Before anything else, copy every record below exactly as it stands.

- Opening Delimiter -

//! Single-assignment explanations.
//!
//! Takes one code per feature, evaluates that assignment with tracing turned
//! on and renders what each constraint did to it.

use serde::Serialize;
use thiserror::Error;

use crate::core::assignment::Assignment;
use crate::core::constraint::ConstraintSet;
use crate::core::feature::FeatureCatalog;
use crate::generator::evaluate::{evaluate_traced, Step, StepOutcome};
use crate::util::diagnostic::{suggestions, Diagnostic};

/// Input that does not name an assignment of the catalog.
#[derive(Debug, Error)]
pub enum ExplainError {
    #[error("expected {expected} values, one per feature, got {found}")]
    WrongArity {
        expected: usize,
        found: usize,
        features: Vec<String>,
    },

    #[error("`{code}` is not in the domain of `{feature}`")]
    UnknownCode {
        feature: String,
        code: String,
        domain: Vec<String>,
    },
}

impl ExplainError {
    pub fn to_diagnostic(&self) -> Diagnostic {
        match self {
            ExplainError::WrongArity {
                expected,
                found,
                features,
            } => Diagnostic::error(self.to_string())
                .with_context(format!("features, in order: {}", features.join(", ")))
                .with_suggestion(format!(
                    "Pass exactly {} codes instead of {}",
                    expected, found
                )),

            ExplainError::UnknownCode {
                feature, domain, ..
            } => Diagnostic::error(self.to_string())
                .with_context(format!("domain of `{}`: {}", feature, domain.join(", ")))
                .with_suggestion(suggestions::RUN_CHECK),
        }
    }
}

/// The trace of one evaluated assignment.
#[derive(Debug, Clone, PartialEq, Eq, Serialize)]
pub struct Explanation {
    /// The assignment as given.
    pub input: String,
    /// The assignment after null actions.
    pub result: String,
    pub valid: bool,
    pub blocker: Option<String>,
    /// One line per constraint that was evaluated.
    pub steps: Vec<String>,
}

impl Explanation {
    /// Render the trace followed by the verdict.
    pub fn render_text(&self) -> String {
        let mut out = format!("Configuration: {}\n", self.input);
        for step in &self.steps {
            out.push_str("  ");
            out.push_str(step);
            out.push('\n');
        }
        match &self.blocker {
            Some(blocker) => out.push_str(&format!("Blocked by ({}): {}\n", blocker, self.result)),
            None => out.push_str(&format!("Valid: {}\n", self.result)),
        }
        out
    }
}

/// Evaluate the assignment named by `codes` and record every step.
pub fn explain<S: AsRef<str>>(
    catalog: &FeatureCatalog,
    constraints: &ConstraintSet,
    codes: &[S],
) -> Result<Explanation, ExplainError> {
    if codes.len() != catalog.len() {
        return Err(ExplainError::WrongArity {
            expected: catalog.len(),
            found: codes.len(),
            features: catalog.feature_sequence().map(|s| s.to_string()).collect(),
        });
    }

    let mut resolved = Vec::with_capacity(codes.len());
    for (feature, code) in catalog.features().iter().zip(codes) {
        let code = code.as_ref();
        match feature.domain().iter().find(|c| c.as_str() == code) {
            Some(symbol) => resolved.push(*symbol),
            None => {
                return Err(ExplainError::UnknownCode {
                    feature: feature.name().to_string(),
                    code: code.to_string(),
                    domain: feature.domain().iter().map(|c| c.to_string()).collect(),
                })
            }
        }
    }

    let assignment = Assignment::from_codes(resolved);
    let input = assignment.render();

    let mut steps = Vec::new();
    let evaluation = evaluate_traced(assignment, constraints, |step| {
        steps.push(render_step(&step))
    });

    Ok(Explanation {
        input,
        result: evaluation.assignment.render(),
        valid: evaluation.is_valid(),
        blocker: evaluation.blocker().map(|b| b.to_string()),
        steps,
    })
}

fn render_step(step: &Step<'_>) -> String {
    let detail = match &step.outcome {
        StepOutcome::DomainSatisfied { value } => format!("{} is allowed", value),
        StepOutcome::DomainViolated { value } => format!("{} is not allowed, blocked", value),
        StepOutcome::ConditionFailed { condition, actual } => format!(
            "skipped, {} is {} not {}",
            condition.feature.name(),
            actual,
            condition.value
        ),
        StepOutcome::BlockSatisfied { action, value } => {
            format!("{} ({} is {}) holds", action, action.feature().name(), value)
        }
        StepOutcome::BlockViolated { action, value } => format!(
            "{} ({} is {}), blocked",
            action,
            action.feature().name(),
            value
        ),
        StepOutcome::Nulled { action, previous } => format!("{} (was {})", action, previous),
    };

    format!("#{} {}: {}", step.position + 1, step.constraint.blocker_id(), detail)
}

- Closing Delimiter -

> **Your response**:
//! Single-assignment explanations.
//!
//! Takes one code per feature, evaluates that assignment with tracing turned
//! on and renders what each constraint did to it.

use serde::Serialize;
use thiserror::Error;

use crate::core::assignment::Assignment;
use crate::core::constraint::ConstraintSet;
use crate::core::feature::FeatureCatalog;
use crate::generator::evaluate::{evaluate_traced, Step, StepOutcome};
use crate::util::diagnostic::{suggestions, Diagnostic};

/// Input that does not name an assignment of the catalog.
#[derive(Debug, Error)]
pub enum ExplainError {
    #[error("expected {expected} values, one per feature, got {found}")]
    WrongArity {
        expected: usize,
        found: usize,
        features: Vec<String>,
    },

    #[error("`{code}` is not in the domain of `{feature}`")]
    UnknownCode {
        feature: String,
        code: String,
        domain: Vec<String>,
    },
}

impl ExplainError {
    pub fn to_diagnostic(&self) -> Diagnostic {
        match self {
            ExplainError::WrongArity {
                expected,
                found,
                features,
            } => Diagnostic::error(self.to_string())
                .with_context(format!("features, in order: {}", features.join(", ")))
                .with_suggestion(format!(
                    "Pass exactly {} codes instead of {}",
                    expected, found
                )),

            ExplainError::UnknownCode {
                feature, domain, ..
            } => Diagnostic::error(self.to_string())
                .with_context(format!("domain of `{}`: {}", feature, domain.join(", ")))
                .with_suggestion(suggestions::RUN_CHECK),
        }
    }
}

/// The trace of one evaluated assignment.
#[derive(Debug, Clone, PartialEq, Eq, Serialize)]
pub struct Explanation {
    /// The assignment as given.
    pub input: String,
    /// The assignment after null actions.
    pub result: String,
    pub valid: bool,
    pub blocker: Option<String>,
    /// One line per constraint that was evaluated.
    pub steps: Vec<String>,
}

impl Explanation {
    /// Render the trace followed by the verdict.
    pub fn render_text(&self) -> String {
        let mut out = format!("Configuration: {}\n", self.input);
        for step in &self.steps {
            out.push_str("  ");
            out.push_str(step);
            out.push('\n');
        }
        match &self.blocker {
            Some(blocker) => out.push_str(&format!("Blocked by ({}): {}\n", blocker, self.result)),
            None => out.push_str(&format!("Valid: {}\n", self.result)),
        }
        out
    }
}

/// Evaluate the assignment named by `codes` and record every step.
pub fn explain<S: AsRef<str>>(
    catalog: &FeatureCatalog,
    constraints: &ConstraintSet,
    codes: &[S],
) -> Result<Explanation, ExplainError> {
    if codes.len() != catalog.len() {
        return Err(ExplainError::WrongArity {
            expected: catalog.len(),
            found: codes.len(),
            features: catalog.feature_sequence().map(|s| s.to_string()).collect(),
        });
    }

    let mut resolved = Vec::with_capacity(codes.len());
    for (feature, code) in catalog.features().iter().zip(codes) {
        let code = code.as_ref();
        match feature.domain().iter().find(|c| c.as_str() == code) {
            Some(symbol) => resolved.push(*symbol),
            None => {
                return Err(ExplainError::UnknownCode {
                    feature: feature.name().to_string(),
                    code: code.to_string(),
                    domain: feature.domain().iter().map(|c| c.to_string()).collect(),
                })
            }
        }
    }

    let assignment = Assignment::from_codes(resolved);
    let input = assignment.render();

    let mut steps = Vec::new();
    let evaluation = evaluate_traced(assignment, constraints, |step| {
        steps.push(render_step(&step))
    });

    Ok(Explanation {
        input,
        result: evaluation.assignment.render(),
        valid: evaluation.is_valid(),
        blocker: evaluation.blocker().map(|b| b.to_string()),
        steps,
    })
}

fn render_step(step: &Step<'_>) -> String {
    let detail = match &step.outcome {
        StepOutcome::DomainSatisfied { value } => format!("{} is allowed", value),
        StepOutcome::DomainViolated { value } => format!("{} is not allowed, blocked", value),
        StepOutcome::ConditionFailed { condition, actual } => format!(
            "skipped, {} is {} not {}",
            condition.feature.name(),
            actual,
            condition.value
        ),
        StepOutcome::BlockSatisfied { action, value } => {
            format!("{} ({} is {}) holds", action, action.feature().name(), value)
        }
        StepOutcome::BlockViolated { action, value } => format!(
            "{} ({} is {}), blocked",
            action,
            action.feature().name(),
            value
        ),
        StepOutcome::Nulled { action, previous } => format!("{} (was {})", action, previous),
    };

    format!("#{} {}: {}", step.position + 1, step.constraint.blocker_id(), detail)
}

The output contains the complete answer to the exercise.